── The records

#![no_main]
use std::fmt::{self, Debug, Formatter};

use arbitrary::Arbitrary;
use libfuzzer_sys::fuzz_target;
use nalgebra::{Matrix4, Point3, Vector3};
use ordered_float::NotNan;
use photon_bvh::bvh::{intersect_brute_force, BuildOptions, Bvh, Hit, ObjectSplitSearch};
use photon_bvh::cbvh::CompressedBvh;
use photon_bvh::ray::Ray;
use photon_bvh::shapes::{Geometry, Triangle};
use photon_bvh::tlas::{Mesh, Scene};

type Float = f32;
const LIMIT: Float = 1_000.0;

fuzz_target!(|workload: Workload| {
    workload.fuzz();
});

#[derive(Arbitrary)]
struct ArbitraryPoint {
    coordinates: [NotNan<Float>; 3],
}

impl ArbitraryPoint {
    fn point(&self) -> Point3<Float> {
        Point3::from_slice(&self.coordinates.map(|f| f.into_inner().clamp(-LIMIT, LIMIT)))
    }
}

#[derive(Arbitrary)]
struct ArbitraryTriangle {
    a: ArbitraryPoint,
    b: ArbitraryPoint,
    c: ArbitraryPoint,
}

impl Debug for ArbitraryTriangle {
    fn fmt(&self, f: &mut Formatter) -> fmt::Result {
        Debug::fmt(&self.triangle(), f)
    }
}

impl ArbitraryTriangle {
    fn triangle(&self) -> Triangle {
        Triangle::new(self.a.point(), self.b.point(), self.c.point())
    }
}

#[derive(Arbitrary)]
struct ArbitraryRay {
    origin: ArbitraryPoint,
    destination: ArbitraryPoint,
}

impl Debug for ArbitraryRay {
    fn fmt(&self, f: &mut Formatter) -> fmt::Result {
        Debug::fmt(&self.ray(), f)
    }
}

impl ArbitraryRay {
    fn ray(&self) -> Ray {
        let mut direction = self.destination.point() - self.origin.point();
        // Ensure no degenerate direction.
        if direction.norm() < 1e-3 {
            direction = Vector3::new(1.0, 1.0, 1.0);
        }
        Ray::new(self.origin.point(), direction)
    }
}

#[derive(Debug, Arbitrary)]
struct ArbitraryOptions {
    max_primitive_count: u8,
    median: bool,
    samples: u8,
}

impl ArbitraryOptions {
    fn options(&self) -> BuildOptions {
        BuildOptions {
            max_primitive_count: (self.max_primitive_count % 16).max(1) as u32,
            object_split_search: if self.median {
                ObjectSplitSearch::Median
            } else {
                ObjectSplitSearch::BinnedSah
            },
            samples: (self.samples % 32).max(2) as u32,
            ..BuildOptions::default()
        }
    }
}

#[derive(Debug, Arbitrary)]
enum ArbitraryMutation {
    Add(ArbitraryPoint),
    Move(usize, ArbitraryPoint),
    Remove(usize),
}

#[derive(Debug, Arbitrary)]
struct Workload {
    triangles: Vec<ArbitraryTriangle>,
    options: ArbitraryOptions,
    ray: ArbitraryRay,
    mutations: Vec<ArbitraryMutation>,
}

/// Hits of different traversals may pick different triangles at the same distance.
fn assert_same_distance(expected: &Hit, actual: &Hit) {
    assert_eq!(expected.is_hit(), actual.is_hit(), "{expected:?} vs {actual:?}");
    if expected.is_hit() {
        let tolerance = 1e-4 * expected.t.abs().max(1.0);
        assert!((expected.t - actual.t).abs() <= tolerance, "{expected:?} vs {actual:?}");
    }
}

impl Workload {
    fn fuzz(self) {
        if self.triangles.len() > 256 || self.mutations.len() > 16 {
            return;
        }
        let triangles: Vec<Triangle> = self.triangles.iter().map(ArbitraryTriangle::triangle).collect();
        let geometry = Geometry::from_triangles(triangles);
        let options = self.options.options();
        let bvh = Bvh::build(&geometry.aabbs, &geometry.centers, &options).unwrap();
        bvh.validate(&geometry.aabbs).unwrap();

        let ray = self.ray.ray();
        let expected = intersect_brute_force(&mut ray.clone(), &geometry.triangles);
        assert_same_distance(&expected, &bvh.intersect(&mut ray.clone(), &geometry.triangles));
        assert_same_distance(&expected, &bvh.intersect_ordered(&mut ray.clone(), &geometry.triangles));

        let compressed = CompressedBvh::<u8>::compress(&bvh).unwrap();
        assert_same_distance(&expected, &compressed.intersect(&mut ray.clone(), &geometry.triangles));

        self.fuzz_scene(geometry, &options, &ray);
    }

    /// Instances the soup under a series of translations and compares the scene with the
    /// translated soups after every commit.
    fn fuzz_scene(&self, geometry: Geometry, options: &BuildOptions, ray: &Ray) {
        let triangles = geometry.triangles.clone();
        let mut scene = Scene::new();
        let mesh = scene.add_mesh(Mesh::new(geometry, options).unwrap());
        let mut offsets: Vec<Vector3<Float>> = vec![Vector3::zeros()];
        scene.add_instance(mesh, Matrix4::identity()).unwrap();

        for mutation in &self.mutations {
            match mutation {
                ArbitraryMutation::Add(point) => {
                    let offset = point.point().coords;
                    scene.add_instance(mesh, Matrix4::new_translation(&offset)).unwrap();
                    offsets.push(offset);
                }
                ArbitraryMutation::Move(index, point) => {
                    if *index < offsets.len() {
                        let offset = point.point().coords;
                        scene.set_transform(*index as u32, Matrix4::new_translation(&offset)).unwrap();
                        offsets[*index] = offset;
                    }
                }
                ArbitraryMutation::Remove(index) => {
                    if *index < offsets.len() {
                        scene.remove_instance(*index as u32).unwrap();
                        offsets.remove(*index);
                    }
                }
            }
            scene.commit().unwrap();
            scene.tlas().validate(scene.instance_aabbs()).unwrap();

            let flattened: Vec<Triangle> = offsets
                .iter()
                .flat_map(|offset| {
                    triangles
                        .iter()
                        .map(move |t| Triangle::new(t.v0 + offset, t.v1 + offset, t.v2 + offset))
                })
                .collect();
            let expected = intersect_brute_force(&mut ray.clone(), &flattened);
            assert_same_distance(&expected, &scene.intersect(&mut ray.clone()));
        }
    }
}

────

## Activity
Reproduce exactly the lines from the beginning of the entries above up to and including the line that contains "type Float = f32;".

## Response to this exercise
#![no_main]
use std::fmt::{self, Debug, Formatter};

use arbitrary::Arbitrary;
use libfuzzer_sys::fuzz_target;
use nalgebra::{Matrix4, Point3, Vector3};
use ordered_float::NotNan;
use photon_bvh::bvh::{intersect_brute_force, BuildOptions, Bvh, Hit, ObjectSplitSearch};
use photon_bvh::cbvh::CompressedBvh;
use photon_bvh::ray::Ray;
use photon_bvh::shapes::{Geometry, Triangle};
use photon_bvh::tlas::{Mesh, Scene};

type Float = f32;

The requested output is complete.